Deng verwies auf diese Weise darauf, dass die VR China am 1. Oktober 1949 und die DDR am 7. Oktober 1949 gegründet worden waren, wir waren also eine Woche später zur Welt gekommen. Er hatte auch nicht vergessen, dass China zu den ersten Ländern gehörte, die die DDR anerkannten. Seit dem 27. Oktober 1949 unterhielten beide Staaten diplomatische Beziehungen und tauschten Botschafter aus.
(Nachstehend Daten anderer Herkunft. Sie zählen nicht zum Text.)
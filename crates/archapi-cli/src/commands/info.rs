//! `archapi info`

use archapi_core::PackageInfo;
use chrono::{DateTime, Utc};

use super::{CliResult, CommandContext};

/// Web root that `URLPath` values are relative to
const AUR_WEB_ROOT: &str = "https://aur.archlinux.org";

pub async fn execute(names: Vec<String>, ctx: &CommandContext) -> CliResult<()> {
    let infos = ctx.registry.info(names.iter().map(String::as_str)).await?;

    if ctx.json {
        return ctx.print_json(&infos);
    }

    for name in &names {
        if !infos.iter().any(|info| &info.name == name) {
            ctx.output.warn(&format!("Package '{}' was not found", name));
        }
    }

    let blocks: Vec<String> = infos.iter().map(format_info).collect();
    println!("{}", blocks.join("\n\n"));
    Ok(())
}

/// `pacman -Si` style key/value block
pub fn format_info(info: &PackageInfo) -> String {
    let mut rows: Vec<(&str, String)> = vec![
        ("Name", info.name.clone()),
        ("Package Base", info.package_base.clone()),
        ("Version", info.version.clone()),
        ("Description", info.description.clone().unwrap_or_default()),
        ("URL", info.url.clone().unwrap_or_default()),
        ("Licenses", list(&info.license)),
        ("Groups", list(&info.groups)),
        ("Provides", list(&info.provides)),
        ("Depends On", list(&info.depends)),
        ("Make Deps", list(&info.make_depends)),
        ("Check Deps", list(&info.check_depends)),
        ("Optional Deps", list(&info.opt_depends)),
        ("Conflicts With", list(&info.conflicts)),
        ("Replaces", list(&info.replaces)),
        ("Keywords", list(&info.keywords)),
        (
            "Maintainer",
            info.maintainer.clone().filter(|m| !m.is_empty()).unwrap_or_else(|| "None".to_string()),
        ),
        ("Votes", info.num_votes.to_string()),
        ("Popularity", format!("{:.2}", info.popularity)),
        ("First Submitted", timestamp(info.first_submitted_at())),
        ("Last Modified", timestamp(info.last_modified_at())),
    ];

    let out_of_date = match &info.out_of_date {
        None => "No".to_string(),
        Some(marker) => match marker.flagged_at() {
            Some(at) => format!("Yes ({})", at.format("%Y-%m-%d")),
            None => "Yes".to_string(),
        },
    };
    rows.push(("Out Of Date", out_of_date));

    if let Some(snapshot) = info.snapshot_url(AUR_WEB_ROOT) {
        rows.push(("Snapshot", snapshot));
    }

    let width = rows.iter().map(|(key, _)| key.len()).max().unwrap_or(0);
    rows.iter()
        .map(|(key, value)| format!("{:<width$} : {}", key, value, width = width))
        .collect::<Vec<_>>()
        .join("\n")
}

fn list(values: &[String]) -> String {
    if values.is_empty() {
        "None".to_string()
    } else {
        values.join("  ")
    }
}

fn timestamp(at: Option<DateTime<Utc>>) -> String {
    at.map(|at| at.format("%Y-%m-%d %H:%M:%S UTC").to_string())
        .unwrap_or_else(|| "Unknown".to_string())
}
Er habe Wilhelm Pieck, Otto Grotewohl, Walter Ulbricht und Erich Honecker persönlich gekannt und freue sich, mich als Vertreter einer jüngeren Generation begrüßen zu können. »Ich möchte«, sagte er, »dass auch Sie wissen, dass ich die DDR immer unterstützt habe, und freue mich, dass die Deutsche Demokratische Republik im Zentrum Europas als Friedensstaat und als Bruderland Chinas existiert.«

Viele Jahre nach dem Ende der DDR habe ich diese Worte noch im Ohr. Die Trauer über den bitteren Verlust der eigenen Heimat und das Nachdenken über Erfolg und Fehl unseres Weges verbindet sich mit aufrichtiger Genugtuung über die Entwicklung unseres einstigen Bruderlandes. Die chinesische Lektion lautet doch: Die Geschichte des real existierenden Sozialismus ist mit der Zerschlagung der Sowjetunion 1991 und dem Untergang des europäischen Sozialismus nicht beendet. Die voreilige Feststellung, das Ende der gesellschaftspolitischen Umwälzungen sei gekommen, der Kapitalismus beherrsche nun endgültig die Welt, Marx sei tot und der Sozialismus endgültig besiegt ignorierte offenkundig die Existenz der Volksrepublik China. Ich meine: China gibt der sozialistischen Idee neuen Auftrieb, auch wenn manches noch nicht so läuft, wie es die Chinesen selbst gerne hätten. Aus eigener Erfahrung weiß ich, dass es die perfekte, die vollkommene Gesellschaft nicht gibt und wohl auch nie geben wird.